Our plan is to make Cote d’Ivoire our regional base. As of this December, we will have our mining division installed here. Our factory’s capacity will be large so that we can not only serve Cote d’Ivoire but also service the markets of Mali, Burkina Faso and Sierra Leone.
What has enabled EPC to start up your manufacturing operations in Cote d’Ivoire within such a short timeline?
JJK: We know that to meet the needs of miners, we must be quick. When we receive a bid for our services, we must respond rapidly and deliver in two to three months. We build our factories as kits, so we are able to import them and install them on the sites. This enables us to gain time. When we built our factory in Guinea before we had this technology, it took us one year to construct the facility. Now we can have an operational factory in five months.
Has the company benefited from fiscal advantages from the government for bringing investment into the country?
JJK: EPC worked with the CEPICI to set up our agreement in line with the investment code. The process was quick. We will benefit from considerable fiscal advantages for the next 15 years; we will not have to pay taxes on profits and on the level of imports we will benefit from customs duties reduced to 60%. We will also not be paying VAT on the factory that we are importing.
What challenges have you encountered in setting up your business in Cote d’Ivoire?
JJK: Generally in a country when we start our operations, it takes time to receive authorization. Luckily in Cote d’Ivoire this was not the case and we received our authorization to start up our activities without much delay. Our project was welcomed by the Ministry and Direction of mines. It is remarkable that since our installation this year, we will have our factory in operation by the end of the year.

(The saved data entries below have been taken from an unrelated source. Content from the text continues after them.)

use clap::{Command, Arg, crate_version};

pub fn build_argparse() -> Command<'static> {
    Command::new("MatchNote")
        .about("Parse a tennis match log and inspect its point records")
        .version(crate_version!())
        .args(&[
            Arg::new("log")
                .required(true)
                .takes_value(true)
                .help("Path to the match log text file"),
            Arg::new("format")
                .long("format")
                .takes_value(true)
                .possible_values(["text", "json"])
                .default_value("text")
                .help("How to print the point records"),
            Arg::new("tree")
                .long("tree")
                .help("Also print the parse tree"),
            Arg::new("tokens")
                .long("tokens")
                .help("Also print the token stream"),
            Arg::new("log-file")
                .long("log-file")
                .takes_value(true)
                .help("Write diagnostics to this file instead of stderr"),
        ])
}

What is your outlook for the growth of EPC in Cote d’Ivoire in the next two to three years?
JJK: In the next two to three years, we plan to offer all of our expertise here in Cote d’Ivoire. In Morocco and Guinea, we are already able to exploit 100% of the mines, from the drilling to explosive manufacturing. We want to also do this for Cote d’Ivoire. We want miners to know that when they come to Cote d’Ivoire, they have a company that can help them to develop their mines and offer all of these services.

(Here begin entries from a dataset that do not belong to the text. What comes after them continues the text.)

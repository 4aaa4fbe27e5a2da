use matchnote_base::Point;
use matchnote_parser::SpannedToken;
use serde::Serialize;

/// Render points as an aligned table, one row per point.
/// Absent optional fields are shown as `-`.
pub fn generate_text(points: &[Point]) -> String {
    let mut output: String = String::new();
    output.push_str(&format!("{:>4}  {:<6} {:<7} {:<10} {}\n", "#", "PLAYER", "OUTCOME", "SHOT", "LOCATION"));
    for (idx, p) in points.iter().enumerate() {
        let shot = p.shot.map(|s| s.as_str()).unwrap_or("-");
        let location = p.location.map(|l| l.as_str()).unwrap_or("-");
        output.push_str(&format!("{:>4}  {:<6} {:<7} {:<10} {}\n", idx + 1, p.player.as_str(), p.outcome.as_str(), shot, location));
    }
    output.push_str(&format!("{} point(s)\n", points.len()));
    output
}

pub fn generate_json(points: &[Point]) -> serde_json::Result<String> {
    serde_json::to_string_pretty(points)
}

#[derive(Serialize)]
struct TokenEntry {
    token: String,
    start: usize,
    end: usize,
}

pub fn generate_tokens_text(tokens: &[SpannedToken]) -> String {
    tokens.iter()
        .map(|t| format!("{}..{}\t{}\n", t.span.start, t.span.end, t.tok))
        .collect()
}

pub fn generate_tokens_json(tokens: &[SpannedToken]) -> serde_json::Result<String> {
    let entries: Vec<TokenEntry> = tokens.iter()
        .map(|t| TokenEntry { token: t.tok.to_string(), start: t.span.start, end: t.span.end })
        .collect();
    serde_json::to_string_pretty(&entries)
}

#[cfg(test)]
mod tests {
    use matchnote_base::{Location, Outcome, Player, Point, Shot};
    use serde_json::json;

    #[test]
    fn test_generate_text() {
        let points = vec![
            Point::new(Player::P1, Outcome::Ace, None, None),
            Point::new(Player::P2, Outcome::Winner, Some(Shot::Forehand), Some(Location::Wide)),
        ];
        let text = super::generate_text(&points);
        let lines: Vec<&str> = text.lines().collect();
        assert_eq!(lines.len(), 4);
        assert_eq!(lines[1], "   1  P1     ACE     -          -");
        assert_eq!(lines[2], "   2  P2     WINNER  forehand   wide");
        assert_eq!(lines[3], "2 point(s)");
    }

    #[test]
    fn test_generate_json() {
        let points = vec![Point::new(Player::P1, Outcome::Error, Some(Shot::Lob), None)];
        let s = super::generate_json(&points).unwrap();
        let v: serde_json::Value = serde_json::from_str(&s).unwrap();
        assert_eq!(v, json!([{ "player": "P1", "outcome": "ERROR", "shot": "lob", "location": null }]));
    }

    #[test]
    fn test_generate_tokens() {
        let tokens = matchnote_parser::tokenize("P1 ACE\n");
        assert_eq!(super::generate_tokens_text(&tokens), "0..2\tplayer `P1`\n3..6\toutcome `ACE`\n6..7\tnewline\n");
        let v: serde_json::Value = serde_json::from_str(&super::generate_tokens_json(&tokens).unwrap()).unwrap();
        assert_eq!(v[1], json!({ "token": "outcome `ACE`", "start": 3, "end": 6 }));
    }
}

Today in Cote d’Ivoire all of the explosive products are imported from either Ghana or Europe. We want to make our products here so that miners will not have concerns about procurement or authorization.
This interview was conducted as part of the research conducted on African mining jurisdictions by Global Business Reports (GBR) as part of our partnership with African Mining Indaba LLC. The aim of this partnership is the production of the single most comprehensive intelligence report on the continent’s mineral sector. The Official Mining in Africa Country Investment Guide, will be launched next February 2014, as the only official publication providing country-specific information at Africa’s top mining event, the 2014 Investing in Africa Mining Indaba™ held in Cape Town, South Africa.